AIM OF THE EXERCISE:
Look below for the lines from the one with "assert_eq!(mock.pending(), 1);" to the one with "let weak = Arc::downgrade(&inner);", and copy exactly those lines, both ends included.

EXERCISE MATERIAL:
* * * * * * *

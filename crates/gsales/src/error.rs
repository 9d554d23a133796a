//! Error types for the gsales SDK
//!
//! Local misuse (an unusable entity reference) is told apart from remote
//! failures, and a remote "not found" is told apart from every other remote
//! failure. Nothing finer is decoded: transport errors are carried unchanged
//! as the error source.

use gsales_transport::TransportError;
use thiserror::Error;

/// Result type alias for operations that can fail with a gsales SDK error.
pub type Result<T> = std::result::Result<T, Error>;

/// Main error type for the gsales SDK.
#[derive(Debug, Error)]
pub enum Error {
    /// An entity reference did not denote an identifier.
    #[error("Invalid entity reference: {0}")]
    InvalidReferenceKind(String),

    /// The remote service has no entity for the given identifier.
    #[error("Entity not found ({procedure}){}", .message.as_deref().map(|m| format!(": {m}")).unwrap_or_default())]
    NotFound {
        /// Remote procedure that reported the absence
        procedure: String,
        /// Message from the transport, if any
        message: Option<String>,
    },

    /// Any other transport or remote-service failure.
    #[error("Remote call {procedure} failed: {source}")]
    Remote {
        /// Remote procedure that failed
        procedure: String,
        /// Transport error, unmodified
        #[source]
        source: TransportError,
    },

    /// The result of a remote call did not have the expected shape.
    #[error("Failed to decode {procedure} response: {source}")]
    Decode {
        /// Remote procedure whose result could not be decoded
        procedure: String,
        /// Decoding error
        #[source]
        source: serde_json::Error,
    },

    /// A status-like result was neither a boolean nor an integer.
    #[error("Unexpected {procedure} response: {message}")]
    UnexpectedResponse {
        /// Remote procedure
        procedure: String,
        /// What was received
        message: String,
    },

    /// Request data could not be serialized.
    #[error("Serialization error: {0}")]
    Serialization(#[from] serde_json::Error),

    /// Missing required configuration.
    #[error("Missing required configuration: {0}")]
    MissingConfig(String),

    /// Configuration value could not be parsed.
    #[error("Invalid configuration: {0}")]
    InvalidConfig(String),
}

impl Error {
    /// Map a transport failure of `procedure` onto the SDK taxonomy.
    pub fn from_transport(procedure: impl Into<String>, error: TransportError) -> Self {
        let procedure = procedure.into();
        match error {
            TransportError::NotFound(message) => Error::NotFound {
                procedure,
                message: Some(message).filter(|m| !m.is_empty()),
            },
            source => Error::Remote { procedure, source },
        }
    }

    /// Whether the remote service reported the entity as absent.
    pub fn is_not_found(&self) -> bool {
        matches!(self, Error::NotFound { .. })
    }

    /// Remote procedure involved, for errors raised by a remote call.
    pub fn procedure(&self) -> Option<&str> {
        match self {
            Error::NotFound { procedure, .. }
            | Error::Remote { procedure, .. }
            | Error::Decode { procedure, .. }
            | Error::UnexpectedResponse { procedure, .. } => Some(procedure),
            _ => None,
        }
    }
}
//! Property-based tests for gsales
//!
//! Identifier resolution and query encoding are checked against generated
//! input rather than a handful of hand-picked values.

#[cfg(test)]
mod tests {
    use proptest::prelude::*;
    use serde_json::{Value, json};

    use crate::error::Error;
    use crate::types::{CollectionQuery, Filter, Identifier, Sort, filter_params, resolve_value};

    fn arb_field() -> impl Strategy<Value = String> {
        "[a-z_]{1,16}"
    }

    // ===== Identifier Resolution Properties =====

    proptest! {
        /// Property: every non-negative integer resolves to itself
        #[test]
        fn prop_integer_resolves_to_itself(raw in any::<u64>()) {
            prop_assert_eq!(resolve_value(&json!(raw)).unwrap(), Identifier::new(raw));
        }

        /// Property: numeric strings resolve like the number they hold
        #[test]
        fn prop_numeric_string_matches_number(raw in any::<u64>(), pad in " {0,3}") {
            let text = format!("{pad}{raw}{pad}");
            prop_assert_eq!(
                resolve_value(&json!(text)).unwrap(),
                resolve_value(&json!(raw)).unwrap()
            );
        }

        /// Property: an object with an `id` resolves like the `id` itself
        #[test]
        fn prop_object_resolves_through_id(raw in any::<u64>(), title in "[a-zA-Z ]{0,20}") {
            let object = json!({"id": raw, "title": title});
            prop_assert_eq!(resolve_value(&object).unwrap(), Identifier::new(raw));
        }

        /// Property: negative integers are never identifiers
        #[test]
        fn prop_negative_integer_rejected(raw in i64::MIN..0i64) {
            let result = resolve_value(&json!(raw));
            prop_assert!(matches!(result, Err(Error::InvalidReferenceKind(_))));
        }

        /// Property: strings without digits are never identifiers
        #[test]
        fn prop_alphabetic_string_rejected(text in "[a-zA-Z]{1,12}") {
            let result = resolve_value(&Value::String(text));
            prop_assert!(matches!(result, Err(Error::InvalidReferenceKind(_))));
        }

        /// Property: resolution is deterministic
        #[test]
        fn prop_resolution_is_pure(raw in any::<u64>()) {
            let value = json!({"id": raw.to_string()});
            prop_assert_eq!(resolve_value(&value).unwrap(), resolve_value(&value).unwrap());
        }
    }

    // ===== Query Encoding Properties =====

    proptest! {
        /// Property: the params contain exactly the parts that were set
        #[test]
        fn prop_query_sends_only_present_parts(
            limit in proptest::option::of(0u32..1000),
            offset in proptest::option::of(0u32..1000),
            sort in proptest::option::of(arb_field()),
            filters in proptest::collection::vec(arb_field(), 0..4),
        ) {
            let mut query = CollectionQuery::new();
            let mut expected = Vec::new();
            if !filters.is_empty() {
                query = query.filters(filters.iter().map(|f| Filter::equal(f.as_str(), 1)));
                expected.push("filter");
            }
            if let Some(limit) = limit {
                query = query.limit(limit);
                expected.push("limit");
            }
            if let Some(offset) = offset {
                query = query.offset(offset);
                expected.push("offset");
            }
            if let Some(field) = sort {
                query = query.sort(Sort::asc(field));
                expected.push("sort");
            }

            let params = query.to_params().unwrap();
            let mut keys: Vec<&str> = params.keys().map(String::as_str).collect();
            keys.sort_unstable();
            expected.sort_unstable();
            prop_assert_eq!(keys, expected);
        }

        /// Property: count params equal list params for the same filters
        #[test]
        fn prop_count_filter_matches_list_filter(
            fields in proptest::collection::vec(arb_field(), 0..5),
        ) {
            let filters: Vec<Filter> =
                fields.iter().map(|f| Filter::like(f.as_str(), "%x%")).collect();
            let count = filter_params(&filters).unwrap();
            let list = CollectionQuery::from(filters).to_params().unwrap();
            prop_assert_eq!(count, list);
        }
    }
}
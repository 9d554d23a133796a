//! Configuration for the gsales client

use std::env;

use crate::error::{Error, Result};

/// Environment variable enabling [`ClientConfig::trace_calls`].
pub const ENV_TRACE_CALLS: &str = "GSALES_TRACE_CALLS";

/// Environment variable enabling [`ClientConfig::log_payloads`].
pub const ENV_LOG_PAYLOADS: &str = "GSALES_LOG_PAYLOADS";

/// Configuration for the gsales client.
///
/// The transport itself is configured by whoever builds it; these options
/// only control what the SDK logs about the calls it dispatches.
#[derive(Debug, Clone, Default, PartialEq, Eq)]
pub struct ClientConfig {
    /// Wrap the transport in a [`gsales_transport::TracingTransport`], logging
    /// every remote call with its latency
    pub trace_calls: bool,

    /// Log full request parameters and results at `trace` level
    pub log_payloads: bool,
}

impl ClientConfig {
    /// Load configuration from environment variables.
    ///
    /// This will look for:
    /// - `GSALES_TRACE_CALLS` to log every remote call
    /// - `GSALES_LOG_PAYLOADS` to log request and response payloads
    ///
    /// Unset variables keep their defaults.
    ///
    /// # Errors
    ///
    /// Returns [`Error::InvalidConfig`] if a variable is set to something that
    /// is not a boolean.
    pub fn from_env() -> Result<Self> {
        let mut config = Self::default();

        if let Some(value) = read_flag(ENV_TRACE_CALLS)? {
            config.trace_calls = value;
        }
        if let Some(value) = read_flag(ENV_LOG_PAYLOADS)? {
            config.log_payloads = value;
        }

        Ok(config)
    }

    /// Merge this configuration with another; options enabled in either stay enabled.
    pub fn merge(mut self, other: ClientConfig) -> Self {
        self.trace_calls |= other.trace_calls;
        self.log_payloads |= other.log_payloads;
        self
    }
}

fn read_flag(name: &str) -> Result<Option<bool>> {
    match env::var(name) {
        Ok(raw) => parse_flag(&raw)
            .map(Some)
            .ok_or_else(|| Error::InvalidConfig(format!("{name}={raw:?} is not a boolean"))),
        Err(_) => Ok(None),
    }
}

fn parse_flag(raw: &str) -> Option<bool> {
    match raw.trim().to_ascii_lowercase().as_str() {
        "1" | "true" | "yes" | "on" => Some(true),
        "0" | "false" | "no" | "off" | "" => Some(false),
        _ => None,
    }
}
//! Transport error types

use thiserror::Error;

/// Result type for transport operations
pub type Result<T> = std::result::Result<T, TransportError>;

/// Errors that can occur while performing a remote call
#[derive(Debug, Error)]
pub enum TransportError {
    /// The remote service reported that the addressed entity does not exist
    #[error("Not found: {0}")]
    NotFound(String),

    /// The remote service rejected the call (validation, permission, ...)
    #[error("Remote fault{}: {message}", .code.as_deref().map(|c| format!(" [{c}]")).unwrap_or_default())]
    Fault {
        /// Service-specific fault code, if one was reported
        code: Option<String>,
        /// Fault message
        message: String,
    },

    /// Connection error
    #[error("Connection error: {0}")]
    Connection(String),

    /// Timeout error
    #[error("Timeout")]
    Timeout,

    /// Request or response could not be (de)serialized
    #[error("Serialization error: {0}")]
    Serialization(String),

    /// Any other failure raised by a transport implementation
    #[error(transparent)]
    Other(#[from] anyhow::Error),
}

impl TransportError {
    /// Create a fault without a code.
    pub fn fault(message: impl Into<String>) -> Self {
        Self::Fault {
            code: None,
            message: message.into(),
        }
    }

    /// Create a fault carrying a service-specific code.
    pub fn fault_with_code(code: impl Into<String>, message: impl Into<String>) -> Self {
        Self::Fault {
            code: Some(code.into()),
            message: message.into(),
        }
    }

    /// Whether this error is the transport's "entity not found" signal.
    pub fn is_not_found(&self) -> bool {
        matches!(self, Self::NotFound(_))
    }
}

impl From<serde_json::Error> for TransportError {
    fn from(err: serde_json::Error) -> Self {
        Self::Serialization(err.to_string())
    }
}
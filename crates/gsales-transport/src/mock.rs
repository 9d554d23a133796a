//! # Mock Transport
//!
//! `MockTransport` implements [`Transport`] entirely in memory. Replies are
//! scripted per procedure and handed out in FIFO order; every call is recorded
//! so tests can assert on the exact procedure name and parameters that were
//! dispatched.
//!
//! ```
//! use gsales_transport::{MockTransport, RemoteCall, Transport, TransportError};
//! use serde_json::json;
//!
//! # tokio_test::block_on(async {
//! let mock = MockTransport::new();
//! mock.respond("deleteArticle", json!(true))
//!     .fail("deleteArticle", TransportError::NotFound("article 42".into()));
//!
//! let call = RemoteCall::new("deleteArticle").with_param("articleid", 42);
//! assert_eq!(mock.call(call.clone()).await.unwrap(), json!(true));
//! assert!(mock.call(call).await.unwrap_err().is_not_found());
//! assert_eq!(mock.calls_to("deleteArticle").len(), 2);
//! # });
//! ```
//!
//! A call to a procedure with no scripted reply fails with
//! [`TransportError::Other`], so a forgotten expectation shows up as an error
//! instead of a silent `null`.

use std::collections::{HashMap, VecDeque};
use std::sync::{Mutex, MutexGuard, PoisonError};

use async_trait::async_trait;
use serde_json::Value;

use crate::error::{Result, TransportError};
use crate::traits::{RemoteCall, Transport};

#[derive(Debug)]
enum Reply {
    Value(Value),
    Error(TransportError),
}

#[derive(Debug, Default)]
struct MockState {
    replies: HashMap<String, VecDeque<Reply>>,
    calls: Vec<RemoteCall>,
}

/// Scripted, recording in-memory transport.
#[derive(Debug, Default)]
pub struct MockTransport {
    state: Mutex<MockState>,
}

impl MockTransport {
    /// Create a transport with no scripted replies.
    pub fn new() -> Self {
        Self::default()
    }

    fn state(&self) -> MutexGuard<'_, MockState> {
        self.state.lock().unwrap_or_else(PoisonError::into_inner)
    }

    fn push(&self, procedure: impl Into<String>, reply: Reply) -> &Self {
        self.state()
            .replies
            .entry(procedure.into())
            .or_default()
            .push_back(reply);
        self
    }

    /// Queue a successful reply for `procedure`.
    pub fn respond(&self, procedure: impl Into<String>, value: Value) -> &Self {
        self.push(procedure, Reply::Value(value))
    }

    /// Queue a failure for `procedure`.
    pub fn fail(&self, procedure: impl Into<String>, error: TransportError) -> &Self {
        self.push(procedure, Reply::Error(error))
    }

    /// All calls received so far, oldest first.
    pub fn calls(&self) -> Vec<RemoteCall> {
        self.state().calls.clone()
    }

    /// Calls received for one procedure, oldest first.
    pub fn calls_to(&self, procedure: &str) -> Vec<RemoteCall> {
        self.state()
            .calls
            .iter()
            .filter(|call| call.procedure == procedure)
            .cloned()
            .collect()
    }

    /// The most recent call, if any.
    pub fn last_call(&self) -> Option<RemoteCall> {
        self.state().calls.last().cloned()
    }

    /// Number of scripted replies not yet consumed.
    pub fn pending(&self) -> usize {
        self.state().replies.values().map(VecDeque::len).sum()
    }
}

#[async_trait]
impl Transport for MockTransport {
    async fn call(&self, request: RemoteCall) -> Result<Value> {
        let procedure = request.procedure.clone();
        let reply = {
            let mut state = self.state();
            let reply = state
                .replies
                .get_mut(&procedure)
                .and_then(VecDeque::pop_front);
            state.calls.push(request);
            reply
        };

        match reply {
            Some(Reply::Value(value)) => Ok(value),
            Some(Reply::Error(error)) => Err(error),
            None => Err(TransportError::Other(anyhow::anyhow!(
                "no reply scripted for `{procedure}`"
            ))),
        }
    }

    fn name(&self) -> &str {
        "mock"
    }
}

#[cfg(test)]
mod tests {
    use super::*;
    use serde_json::json;

    #[test]
    fn test_replies_are_consumed_in_order() {
        let mock = MockTransport::new();
        mock.respond("getArticlesCount", json!(1))
            .respond("getArticlesCount", json!(2));
        assert_eq!(mock.pending(), 2);

        let first =
            tokio_test::block_on(mock.call(RemoteCall::new("getArticlesCount"))).unwrap();
        let second =
            tokio_test::block_on(mock.call(RemoteCall::new("getArticlesCount"))).unwrap();

        assert_eq!(first, json!(1));
        assert_eq!(second, json!(2));
        assert_eq!(mock.pending(), 0);
    }

    #[test]
    fn test_unscripted_call_fails_and_is_recorded() {
        let mock = MockTransport::new();
        let err = tokio_test::block_on(mock.call(RemoteCall::new("spoolNewsletter")))
            .unwrap_err();

        assert!(matches!(err, TransportError::Other(_)));
        assert!(err.to_string().contains("spoolNewsletter"));
        assert_eq!(mock.calls().len(), 1);
    }

    #[test]
    fn test_replies_are_scoped_per_procedure() {
        let mock = MockTransport::new();
        mock.respond("getArticle", json!({"id": 1}));

        let err =
            tokio_test::block_on(mock.call(RemoteCall::new("getNewsletter"))).unwrap_err();
        assert!(matches!(err, TransportError::Other(_)));
        assert_eq!(mock.pending(), 1);
    }

    #[test]
    fn test_last_call_and_calls_to() {
        let mock = MockTransport::new();
        mock.respond("getArticle", json!({"id": 1}))
            .respond("deleteArticle", json!(true));

        tokio_test::block_on(mock.call(RemoteCall::new("getArticle").with_param("articleid", 1)))
            .unwrap();
        tokio_test::block_on(
            mock.call(RemoteCall::new("deleteArticle").with_param("articleid", 1)),
        )
        .unwrap();

        assert_eq!(mock.last_call().unwrap().procedure, "deleteArticle");
        assert_eq!(mock.calls_to("getArticle").len(), 1);
        assert!(mock.calls_to("createArticle").is_empty());
    }

    #[test]
    fn test_name() {
        assert_eq!(MockTransport::new().name(), "mock");
    }
}
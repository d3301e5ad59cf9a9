//! Fixed groups of settings.

use std::any::Any;
use std::ops::Deref;
use std::sync::{Arc, Weak};

use parking_lot::Mutex;

use crate::lock;
use crate::node::{Container, Node, NodeCore, NodeKind};
use crate::schema::{self, AnyBunch, Field, FieldEntry, Schema, SchemaField};

/// A named group of settings described by the schema `S`.
///
/// Dereferences to `S`, so fields are reached directly: `bunch.size.get()`.
pub struct Bunch<S: Schema> {
	inner: Arc<BunchInner<S>>,
}

struct BunchInner<S: Schema> {
	core: NodeCore,
	fields: S,
	parent: Mutex<Option<Weak<BunchInner<S>>>>,
}

impl<S: Schema> Bunch<S> {
	/// Wraps `fields` into a bunch.
	///
	/// # Panics
	///
	/// Panics if two fields of `S` share a label.
	pub fn new(fields: S) -> Self {
		let inner = Arc::new(BunchInner {
			core: NodeCore::new(),
			fields,
			parent: Mutex::new(None),
		});
		let weak = Arc::downgrade(&inner);
		let this: Weak<dyn Container> = weak;
		inner.core.set_this(this.clone());
		schema::attach_fields(&inner.fields.fields(), &this);
		Self { inner }
	}

	pub fn fields(&self) -> &S {
		&self.inner.fields
	}

	/// Makes every field of this bunch inherit from the matching field of
	/// `parent`. Returns false if `parent` is this bunch or inherits from it.
	pub fn set_parent(&self, parent: Option<&Bunch<S>>) -> bool {
		let _tree = lock::tree();
		if let Some(parent) = parent
			&& parent.inherits_from(self)
		{
			return false;
		}
		*self.inner.parent.lock() = parent.map(|parent| Arc::downgrade(&parent.inner));
		let parent_fields = parent.map(|parent| parent.inner.fields.fields());
		schema::inherit_fields(&self.inner.fields.fields(), parent_fields.as_deref());
		true
	}

	pub fn parent(&self) -> Option<Bunch<S>> {
		let _tree = lock::tree();
		let parent = self.inner.parent.lock().as_ref().and_then(Weak::upgrade);
		parent.map(|inner| Self { inner })
	}

	/// Calls `listener` whenever this bunch or one of its fields is updated.
	pub fn on_update<R>(&self, listener: impl Fn(&dyn Node) -> R + Send + Sync + 'static) {
		self.inner.core.on_update(listener);
	}

	pub fn on_loaded<R>(&self, listener: impl Fn() -> R + Send + Sync + 'static) {
		self.inner.core.on_loaded(listener);
	}

	pub fn ptr_eq(&self, other: &Self) -> bool {
		Arc::ptr_eq(&self.inner, &other.inner)
	}

	fn inherits_from(&self, ancestor: &Bunch<S>) -> bool {
		let mut current = Some(self.clone());
		while let Some(bunch) = current {
			if bunch.ptr_eq(ancestor) {
				return true;
			}
			current = bunch.parent();
		}
		false
	}
}

impl<S: Schema> Clone for Bunch<S> {
	fn clone(&self) -> Self {
		Self {
			inner: Arc::clone(&self.inner),
		}
	}
}

impl<S: Schema> Deref for Bunch<S> {
	type Target = S;

	fn deref(&self) -> &S {
		&self.inner.fields
	}
}

impl<S: Schema> Container for BunchInner<S> {
	fn core(&self) -> &NodeCore {
		&self.core
	}

	fn kind(&self) -> NodeKind {
		NodeKind::Bunch
	}

	fn flush_update(self: Arc<Self>) {
		let bunch = Bunch { inner: self };
		bunch.inner.core.fire_own_update(&bunch);
	}
}

impl<S: Schema> Node for Bunch<S> {
	fn kind(&self) -> NodeKind {
		NodeKind::Bunch
	}

	fn is_set(&self) -> bool {
		let _tree = lock::tree();
		schema::any_set(&self.inner.fields.fields())
	}

	fn as_any(&self) -> &dyn Any {
		self
	}

	fn core(&self) -> &NodeCore {
		&self.inner.core
	}

	fn set_parent_dyn(&self, parent: Option<&dyn Any>) -> bool {
		match parent {
			None => self.set_parent(None),
			Some(parent) => parent
				.downcast_ref::<Bunch<S>>()
				.is_some_and(|parent| self.set_parent(Some(parent))),
		}
	}
}

impl<S: Schema> SchemaField for Bunch<S> {
	fn as_field(&self) -> Field<'_> {
		Field::Bunch(self)
	}

	fn fresh(&self) -> Self {
		Bunch::new(self.inner.fields.fresh())
	}
}

impl<S: Schema> AnyBunch for Bunch<S> {
	fn entries(&self) -> Vec<FieldEntry<'_>> {
		self.inner.fields.fields()
	}
}

#[cfg(test)]
mod tests;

* * * * * * *

WRITTEN RESPONSE:
        assert_eq!(mock.pending(), 1);
    }

    #[test]
    fn test_last_call_and_calls_to() {
        let mock = MockTransport::new();
        mock.respond("getArticle", json!({"id": 1}))
            .respond("deleteArticle", json!(true));

        tokio_test::block_on(mock.call(RemoteCall::new("getArticle").with_param("articleid", 1)))
            .unwrap();
        tokio_test::block_on(
            mock.call(RemoteCall::new("deleteArticle").with_param("articleid", 1)),
        )
        .unwrap();

        assert_eq!(mock.last_call().unwrap().procedure, "deleteArticle");
        assert_eq!(mock.calls_to("getArticle").len(), 1);
        assert!(mock.calls_to("createArticle").is_empty());
    }

    #[test]
    fn test_name() {
        assert_eq!(MockTransport::new().name(), "mock");
    }
}
repository d3301e5ad59cf9a9
//! Fixed groups of settings.

use std::any::Any;
use std::ops::Deref;
use std::sync::{Arc, Weak};

use parking_lot::Mutex;

use crate::lock;
use crate::node::{Container, Node, NodeCore, NodeKind};
use crate::schema::{self, AnyBunch, Field, FieldEntry, Schema, SchemaField};

/// A named group of settings described by the schema `S`.
///
/// Dereferences to `S`, so fields are reached directly: `bunch.size.get()`.
pub struct Bunch<S: Schema> {
	inner: Arc<BunchInner<S>>,
}

struct BunchInner<S: Schema> {
	core: NodeCore,
	fields: S,
	parent: Mutex<Option<Weak<BunchInner<S>>>>,
}

impl<S: Schema> Bunch<S> {
	/// Wraps `fields` into a bunch.
	///
	/// # Panics
	///
	/// Panics if two fields of `S` share a label.
	pub fn new(fields: S) -> Self {
		let inner = Arc::new(BunchInner {
			core: NodeCore::new(),
			fields,
			parent: Mutex::new(None),
		});
		let weak = Arc::downgrade(&inner);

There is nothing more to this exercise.